▼

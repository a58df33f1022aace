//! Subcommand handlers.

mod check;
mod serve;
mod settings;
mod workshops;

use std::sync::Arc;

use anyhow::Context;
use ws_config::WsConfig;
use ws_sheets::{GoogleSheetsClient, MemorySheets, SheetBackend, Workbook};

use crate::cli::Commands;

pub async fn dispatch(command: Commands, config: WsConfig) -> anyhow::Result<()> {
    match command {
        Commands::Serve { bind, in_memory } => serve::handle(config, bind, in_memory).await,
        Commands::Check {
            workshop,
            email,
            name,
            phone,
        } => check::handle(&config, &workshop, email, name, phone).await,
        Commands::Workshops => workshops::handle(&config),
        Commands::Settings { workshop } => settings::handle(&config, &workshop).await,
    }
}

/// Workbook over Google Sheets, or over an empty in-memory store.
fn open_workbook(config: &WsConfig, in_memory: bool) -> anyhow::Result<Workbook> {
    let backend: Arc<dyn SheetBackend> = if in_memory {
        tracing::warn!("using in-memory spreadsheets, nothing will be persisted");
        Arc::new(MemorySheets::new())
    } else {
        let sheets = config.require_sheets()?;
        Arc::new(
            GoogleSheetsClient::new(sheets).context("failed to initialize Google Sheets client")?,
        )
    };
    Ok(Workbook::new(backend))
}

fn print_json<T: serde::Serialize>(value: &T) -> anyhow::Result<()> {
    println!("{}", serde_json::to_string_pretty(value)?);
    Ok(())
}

▲
▼

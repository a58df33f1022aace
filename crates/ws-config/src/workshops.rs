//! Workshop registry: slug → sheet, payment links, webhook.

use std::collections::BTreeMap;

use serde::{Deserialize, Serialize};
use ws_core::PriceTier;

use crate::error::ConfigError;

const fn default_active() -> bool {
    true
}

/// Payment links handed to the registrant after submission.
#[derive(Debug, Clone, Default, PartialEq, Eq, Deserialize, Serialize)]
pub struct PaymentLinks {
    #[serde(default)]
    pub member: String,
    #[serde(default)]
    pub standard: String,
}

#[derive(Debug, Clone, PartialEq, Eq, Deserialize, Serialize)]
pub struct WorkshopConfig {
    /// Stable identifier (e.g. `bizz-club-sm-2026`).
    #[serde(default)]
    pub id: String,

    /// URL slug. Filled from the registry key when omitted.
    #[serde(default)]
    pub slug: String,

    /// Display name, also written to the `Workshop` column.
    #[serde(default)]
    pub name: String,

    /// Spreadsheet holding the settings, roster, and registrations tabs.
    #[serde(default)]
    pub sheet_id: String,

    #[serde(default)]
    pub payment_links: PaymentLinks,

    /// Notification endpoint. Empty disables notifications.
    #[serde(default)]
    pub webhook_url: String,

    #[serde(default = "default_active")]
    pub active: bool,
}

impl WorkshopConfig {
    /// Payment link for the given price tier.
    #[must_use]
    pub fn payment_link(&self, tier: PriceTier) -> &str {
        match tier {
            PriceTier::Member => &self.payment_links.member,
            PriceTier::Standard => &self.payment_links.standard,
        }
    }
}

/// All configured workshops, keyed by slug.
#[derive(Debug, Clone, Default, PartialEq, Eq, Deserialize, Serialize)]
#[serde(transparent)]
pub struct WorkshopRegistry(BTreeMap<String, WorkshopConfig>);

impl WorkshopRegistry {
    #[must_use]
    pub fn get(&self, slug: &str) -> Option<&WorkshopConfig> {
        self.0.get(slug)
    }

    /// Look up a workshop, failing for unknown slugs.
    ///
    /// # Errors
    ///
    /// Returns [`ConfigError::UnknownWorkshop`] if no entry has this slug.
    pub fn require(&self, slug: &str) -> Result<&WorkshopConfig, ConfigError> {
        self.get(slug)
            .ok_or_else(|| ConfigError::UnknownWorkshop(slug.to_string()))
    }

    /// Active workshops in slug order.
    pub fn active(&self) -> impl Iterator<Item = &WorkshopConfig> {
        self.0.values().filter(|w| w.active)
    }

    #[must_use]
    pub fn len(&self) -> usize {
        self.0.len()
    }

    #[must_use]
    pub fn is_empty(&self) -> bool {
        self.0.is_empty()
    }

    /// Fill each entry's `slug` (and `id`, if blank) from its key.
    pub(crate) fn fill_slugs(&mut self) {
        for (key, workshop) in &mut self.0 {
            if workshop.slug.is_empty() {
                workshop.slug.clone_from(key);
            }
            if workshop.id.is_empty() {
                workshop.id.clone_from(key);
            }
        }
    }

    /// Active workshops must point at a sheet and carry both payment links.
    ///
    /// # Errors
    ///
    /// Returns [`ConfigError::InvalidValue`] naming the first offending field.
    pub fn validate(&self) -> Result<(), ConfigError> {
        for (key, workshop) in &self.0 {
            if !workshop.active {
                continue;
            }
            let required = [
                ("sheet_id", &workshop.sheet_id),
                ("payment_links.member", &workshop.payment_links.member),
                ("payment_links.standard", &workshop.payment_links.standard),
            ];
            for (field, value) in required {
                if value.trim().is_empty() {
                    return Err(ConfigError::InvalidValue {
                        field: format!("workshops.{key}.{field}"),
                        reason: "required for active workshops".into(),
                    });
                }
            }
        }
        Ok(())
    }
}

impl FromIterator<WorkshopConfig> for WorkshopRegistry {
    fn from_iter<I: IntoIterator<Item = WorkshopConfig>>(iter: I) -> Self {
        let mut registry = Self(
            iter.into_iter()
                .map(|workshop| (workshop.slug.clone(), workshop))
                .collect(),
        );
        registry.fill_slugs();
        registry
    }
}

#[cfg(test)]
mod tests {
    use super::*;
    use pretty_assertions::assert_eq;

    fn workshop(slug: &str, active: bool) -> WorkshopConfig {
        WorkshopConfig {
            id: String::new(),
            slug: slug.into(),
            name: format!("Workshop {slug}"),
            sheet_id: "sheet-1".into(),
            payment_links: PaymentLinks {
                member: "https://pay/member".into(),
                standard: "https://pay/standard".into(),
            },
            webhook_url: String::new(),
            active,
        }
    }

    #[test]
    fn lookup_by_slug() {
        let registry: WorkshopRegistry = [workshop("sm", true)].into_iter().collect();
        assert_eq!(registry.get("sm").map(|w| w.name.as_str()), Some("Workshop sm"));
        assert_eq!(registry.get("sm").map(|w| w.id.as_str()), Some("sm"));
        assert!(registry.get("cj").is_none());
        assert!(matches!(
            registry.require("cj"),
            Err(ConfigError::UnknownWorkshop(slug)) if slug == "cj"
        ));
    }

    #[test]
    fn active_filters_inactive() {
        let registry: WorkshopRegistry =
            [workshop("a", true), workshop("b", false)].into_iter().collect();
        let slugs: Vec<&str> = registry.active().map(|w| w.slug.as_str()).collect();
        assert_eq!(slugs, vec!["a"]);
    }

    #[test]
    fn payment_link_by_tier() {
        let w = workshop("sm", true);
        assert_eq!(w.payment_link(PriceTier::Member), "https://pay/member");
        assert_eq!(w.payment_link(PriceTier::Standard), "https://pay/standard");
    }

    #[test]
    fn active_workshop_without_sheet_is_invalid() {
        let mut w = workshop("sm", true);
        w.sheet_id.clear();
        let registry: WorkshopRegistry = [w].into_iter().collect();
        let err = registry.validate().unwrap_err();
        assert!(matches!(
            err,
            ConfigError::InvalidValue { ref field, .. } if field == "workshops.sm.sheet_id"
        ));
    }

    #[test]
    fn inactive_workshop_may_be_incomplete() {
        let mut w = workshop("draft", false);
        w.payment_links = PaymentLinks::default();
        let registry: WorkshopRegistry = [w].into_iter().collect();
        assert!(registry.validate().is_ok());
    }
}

▲

Instructions for the task:
Scan the entries above and show each line that contains the word "Some".

Written response:
        assert_eq!(registry.get("sm").map(|w| w.name.as_str()), Some("Workshop sm"));
        assert_eq!(registry.get("sm").map(|w| w.id.as_str()), Some("sm"));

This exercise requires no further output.